**WHAT IS BEING ASKED**
No line of the records may be dropped; print them all again exactly.
------------------------------------------------
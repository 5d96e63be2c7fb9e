//! Camera enumeration via the platform's probe facility.
//!
//! There is no cross-platform camera API on the level of `cpal`, so each
//! target queries its native discovery surface: `system_profiler` on
//! macOS, a CIM query on Windows, the video4linux sysfs tree on Linux.
//! A failure to run the probe itself is a component error; a host with no
//! cameras yields an empty list.

use hostscope_core::ports::{CameraEnumeratorPort, DeviceError};

/// Production camera enumerator for the compiled target platform.
#[derive(Debug, Default, Clone, Copy)]
pub struct PlatformCameraEnumerator;

impl PlatformCameraEnumerator {
    /// Create a new camera enumerator.
    #[must_use]
    pub const fn new() -> Self {
        Self
    }
}

impl CameraEnumeratorPort for PlatformCameraEnumerator {
    fn list_cameras(&self) -> Result<Vec<String>, DeviceError> {
        #[cfg(target_os = "macos")]
        {
            macos::list()
        }
        #[cfg(target_os = "windows")]
        {
            windows::list()
        }
        #[cfg(target_os = "linux")]
        {
            linux::list()
        }
        #[cfg(not(any(target_os = "macos", target_os = "windows", target_os = "linux")))]
        {
            Ok(Vec::new())
        }
    }
}

#[cfg(target_os = "macos")]
mod macos {
    use std::process::Command;

    use hostscope_core::ports::DeviceError;

    pub fn list() -> Result<Vec<String>, DeviceError> {
        let output = Command::new("system_profiler")
            .args(["SPCameraDataType", "-json"])
            .output()
            .map_err(|e| DeviceError::Enumeration(format!("system_profiler: {e}")))?;

        if !output.status.success() {
            return Err(DeviceError::Enumeration(format!(
                "system_profiler exited with {}",
                output.status
            )));
        }

        parse_camera_json(&output.stdout)
    }

    fn parse_camera_json(raw: &[u8]) -> Result<Vec<String>, DeviceError> {
        let json: serde_json::Value = serde_json::from_slice(raw)
            .map_err(|e| DeviceError::Enumeration(format!("unexpected system_profiler output: {e}")))?;

        let cameras = json
            .get("SPCameraDataType")
            .and_then(|v| v.as_array())
            .map(|entries| {
                entries
                    .iter()
                    .filter_map(|c| c.get("_name").and_then(|n| n.as_str()))
                    .map(str::to_string)
                    .collect()
            })
            .unwrap_or_default();

        Ok(cameras)
    }

    #[cfg(test)]
    mod tests {
        use super::*;

        #[test]
        fn parses_system_profiler_payload() {
            let raw = br#"{"SPCameraDataType":[{"_name":"FaceTime HD Camera","spcamera_model-id":"UVC"}]}"#;
            let cameras = parse_camera_json(raw).unwrap();
            assert_eq!(cameras, vec!["FaceTime HD Camera".to_string()]);
        }

        #[test]
        fn missing_section_means_no_cameras() {
            let cameras = parse_camera_json(b"{}").unwrap();
            assert!(cameras.is_empty());
        }

        #[test]
        fn garbage_output_is_an_enumeration_error() {
            assert!(parse_camera_json(b"not json").is_err());
        }
    }
}

#[cfg(target_os = "windows")]
mod windows {
    use std::process::Command;

    use hostscope_core::ports::DeviceError;

    pub fn list() -> Result<Vec<String>, DeviceError> {
        let output = Command::new("powershell")
            .args([
                "-NoProfile",
                "-Command",
                "Get-CimInstance Win32_PnPEntity -Filter \"PNPClass='Camera' or PNPClass='Image'\" | Select-Object -ExpandProperty Name",
            ])
            .output()
            .map_err(|e| DeviceError::Enumeration(format!("powershell: {e}")))?;

        if !output.status.success() {
            return Err(DeviceError::Enumeration(format!(
                "camera CIM query exited with {}",
                output.status
            )));
        }

        Ok(parse_name_lines(&String::from_utf8_lossy(&output.stdout)))
    }

    fn parse_name_lines(raw: &str) -> Vec<String> {
        raw.lines()
            .map(str::trim)
            .filter(|line| !line.is_empty())
            .map(str::to_string)
            .collect()
    }

    #[cfg(test)]
    mod tests {
        use super::*;

        #[test]
        fn parses_one_name_per_line() {
            let names = parse_name_lines("Integrated Camera\r\nUSB Webcam\r\n\r\n");
            assert_eq!(
                names,
                vec!["Integrated Camera".to_string(), "USB Webcam".to_string()]
            );
        }
    }
}

#[cfg(target_os = "linux")]
mod linux {
    use std::io::ErrorKind;
    use std::path::Path;

    use hostscope_core::ports::DeviceError;

    const V4L_SYSFS: &str = "/sys/class/video4linux";

    pub fn list() -> Result<Vec<String>, DeviceError> {
        scan(Path::new(V4L_SYSFS))
    }

    /// Scan a video4linux sysfs tree for device names.
    ///
    /// An absent tree means the kernel has no v4l devices: an empty
    /// result, not a failure. Anything else that prevents the scan is a
    /// component error.
    fn scan(base: &Path) -> Result<Vec<String>, DeviceError> {
        let entries = match std::fs::read_dir(base) {
            Ok(entries) => entries,
            Err(e) if e.kind() == ErrorKind::NotFound => return Ok(Vec::new()),
            Err(e) => return Err(DeviceError::Enumeration(format!("{}: {e}", base.display()))),
        };

        let mut cameras = Vec::new();
        for entry in entries {
            let entry = entry
                .map_err(|e| DeviceError::Enumeration(format!("{}: {e}", base.display())))?;
            // Each node carries a `name` attribute; nodes without one are
            // identified by their sysfs directory name instead.
            let name = std::fs::read_to_string(entry.path().join("name"))
                .map(|s| s.trim().to_string())
                .unwrap_or_else(|_| entry.file_name().to_string_lossy().into_owned());
            cameras.push(name);
        }

        // read_dir order is arbitrary; sort so repeat calls are stable.
        cameras.sort_unstable();
        Ok(cameras)
    }

    #[cfg(test)]
    mod tests {
        use super::*;

        #[test]
        fn absent_sysfs_tree_means_no_cameras() {
            let cameras = scan(Path::new("/nonexistent/video4linux")).unwrap();
            assert!(cameras.is_empty());
        }

        #[test]
        fn reads_and_sorts_device_names() {
            let dir = tempfile::tempdir().unwrap();
            for (node, name) in [("video1", "USB Webcam: UVC\n"), ("video0", "Integrated Camera\n")] {
                let node_dir = dir.path().join(node);
                std::fs::create_dir(&node_dir).unwrap();
                std::fs::write(node_dir.join("name"), name).unwrap();
            }

            let cameras = scan(dir.path()).unwrap();
            assert_eq!(
                cameras,
                vec![
                    "Integrated Camera".to_string(),
                    "USB Webcam: UVC".to_string()
                ]
            );
        }

        #[test]
        fn node_without_name_attribute_falls_back_to_node_name() {
            let dir = tempfile::tempdir().unwrap();
            std::fs::create_dir(dir.path().join("video0")).unwrap();

            let cameras = scan(dir.path()).unwrap();
            assert_eq!(cameras, vec!["video0".to_string()]);
        }
    }
}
------------------------------------------------
**TASK RESPONSE**
repository 5d96e63be2c7fb9e
//! Camera enumeration via the platform's probe facility.
//!
//! There is no cross-platform camera API on the level of `cpal`, so each
//! target queries its native discovery surface: `system_profiler` on
//! macOS, a CIM query on Windows, the video4linux sysfs tree on Linux.
//! A failure to run the probe itself is a component error; a host with no
//! cameras yields an empty list.

use hostscope_core::ports::{CameraEnumeratorPort, DeviceError};

/// Production camera enumerator for the compiled target platform.
#[derive(Debug, Default, Clone, Copy)]
pub struct PlatformCameraEnumerator;

impl PlatformCameraEnumerator {
    /// Create a new camera enumerator.
    #[must_use]
    pub const fn new() -> Self {
        Self
    }
}

impl CameraEnumeratorPort for PlatformCameraEnumerator {
    fn list_cameras(&self) -> Result<Vec<String>, DeviceError> {
        #[cfg(target_os = "macos")]
        {
            macos::list()
        }
        #[cfg(target_os = "windows")]
        {
            windows::list()
        }
        #[cfg(target_os = "linux")]
        {
            linux::list()
        }
        #[cfg(not(any(target_os = "macos", target_os = "windows", target_os = "linux")))]
        {
            Ok(Vec::new())
        }
    }
}

#[cfg(target_os = "macos")]
mod macos {
    use std::process::Command;

    use hostscope_core::ports::DeviceError;

    pub fn list() -> Result<Vec<String>, DeviceError> {
        let output = Command::new("system_profiler")
            .args(["SPCameraDataType", "-json"])
            .output()
            .map_err(|e| DeviceError::Enumeration(format!("system_profiler: {e}")))?;

        if !output.status.success() {
            return Err(DeviceError::Enumeration(format!(
                "system_profiler exited with {}",
                output.status
            )));
        }

        parse_camera_json(&output.stdout)
    }

    fn parse_camera_json(raw: &[u8]) -> Result<Vec<String>, DeviceError> {
        let json: serde_json::Value = serde_json::from_slice(raw)
            .map_err(|e| DeviceError::Enumeration(format!("unexpected system_profiler output: {e}")))?;

        let cameras = json
            .get("SPCameraDataType")
            .and_then(|v| v.as_array())
            .map(|entries| {
                entries
                    .iter()
                    .filter_map(|c| c.get("_name").and_then(|n| n.as_str()))
                    .map(str::to_string)
                    .collect()
            })
            .unwrap_or_default();

        Ok(cameras)
    }

    #[cfg(test)]
    mod tests {
        use super::*;

        #[test]
        fn parses_system_profiler_payload() {
            let raw = br#"{"SPCameraDataType":[{"_name":"FaceTime HD Camera","spcamera_model-id":"UVC"}]}"#;
            let cameras = parse_camera_json(raw).unwrap();
            assert_eq!(cameras, vec!["FaceTime HD Camera".to_string()]);
        }

        #[test]
        fn missing_section_means_no_cameras() {
            let cameras = parse_camera_json(b"{}").unwrap();
            assert!(cameras.is_empty());
        }

        #[test]
        fn garbage_output_is_an_enumeration_error() {
            assert!(parse_camera_json(b"not json").is_err());
        }
    }
}

#[cfg(target_os = "windows")]
mod windows {
    use std::process::Command;

    use hostscope_core::ports::DeviceError;

    pub fn list() -> Result<Vec<String>, DeviceError> {
        let output = Command::new("powershell")
            .args([
                "-NoProfile",
                "-Command",
                "Get-CimInstance Win32_PnPEntity -Filter \"PNPClass='Camera' or PNPClass='Image'\" | Select-Object -ExpandProperty Name",
            ])
            .output()
            .map_err(|e| DeviceError::Enumeration(format!("powershell: {e}")))?;

        if !output.status.success() {
            return Err(DeviceError::Enumeration(format!(
                "camera CIM query exited with {}",
                output.status
            )));
        }

        Ok(parse_name_lines(&String::from_utf8_lossy(&output.stdout)))
    }

    fn parse_name_lines(raw: &str) -> Vec<String> {
        raw.lines()
            .map(str::trim)
            .filter(|line| !line.is_empty())
            .map(str::to_string)
            .collect()
    }

    #[cfg(test)]
    mod tests {
        use super::*;

        #[test]
        fn parses_one_name_per_line() {
            let names = parse_name_lines("Integrated Camera\r\nUSB Webcam\r\n\r\n");
            assert_eq!(
                names,
                vec!["Integrated Camera".to_string(), "USB Webcam".to_string()]
            );
        }
    }
}

#[cfg(target_os = "linux")]
mod linux {
    use std::io::ErrorKind;
    use std::path::Path;

    use hostscope_core::ports::DeviceError;

    const V4L_SYSFS: &str = "/sys/class/video4linux";

    pub fn list() -> Result<Vec<String>, DeviceError> {
        scan(Path::new(V4L_SYSFS))
    }

    /// Scan a video4linux sysfs tree for device names.
    ///
    /// An absent tree means the kernel has no v4l devices: an empty
    /// result, not a failure. Anything else that prevents the scan is a
    /// component error.
    fn scan(base: &Path) -> Result<Vec<String>, DeviceError> {
        let entries = match std::fs::read_dir(base) {
            Ok(entries) => entries,
            Err(e) if e.kind() == ErrorKind::NotFound => return Ok(Vec::new()),
            Err(e) => return Err(DeviceError::Enumeration(format!("{}: {e}", base.display()))),
        };

        let mut cameras = Vec::new();
        for entry in entries {
            let entry = entry
                .map_err(|e| DeviceError::Enumeration(format!("{}: {e}", base.display())))?;
            // Each node carries a `name` attribute; nodes without one are
            // identified by their sysfs directory name instead.
            let name = std::fs::read_to_string(entry.path().join("name"))
                .map(|s| s.trim().to_string())
                .unwrap_or_else(|_| entry.file_name().to_string_lossy().into_owned());
            cameras.push(name);
        }

        // read_dir order is arbitrary; sort so repeat calls are stable.
        cameras.sort_unstable();
        Ok(cameras)
    }

    #[cfg(test)]
    mod tests {
        use super::*;

        #[test]
        fn absent_sysfs_tree_means_no_cameras() {
            let cameras = scan(Path::new("/nonexistent/video4linux")).unwrap();
            assert!(cameras.is_empty());
        }

        #[test]
        fn reads_and_sorts_device_names() {
            let dir = tempfile::tempdir().unwrap();
            for (node, name) in [("video1", "USB Webcam: UVC\n"), ("video0", "Integrated Camera\n")] {
                let node_dir = dir.path().join(node);
                std::fs::create_dir(&node_dir).unwrap();
                std::fs::write(node_dir.join("name"), name).unwrap();
            }

            let cameras = scan(dir.path()).unwrap();
            assert_eq!(
                cameras,
                vec![
                    "Integrated Camera".to_string(),
                    "USB Webcam: UVC".to_string()
                ]
            );
        }

        #[test]
        fn node_without_name_attribute_falls_back_to_node_name() {
            let dir = tempfile::tempdir().unwrap();
            std::fs::create_dir(dir.path().join("video0")).unwrap();

            let cameras = scan(dir.path()).unwrap();
            assert_eq!(cameras, vec!["video0".to_string()]);
        }
    }
}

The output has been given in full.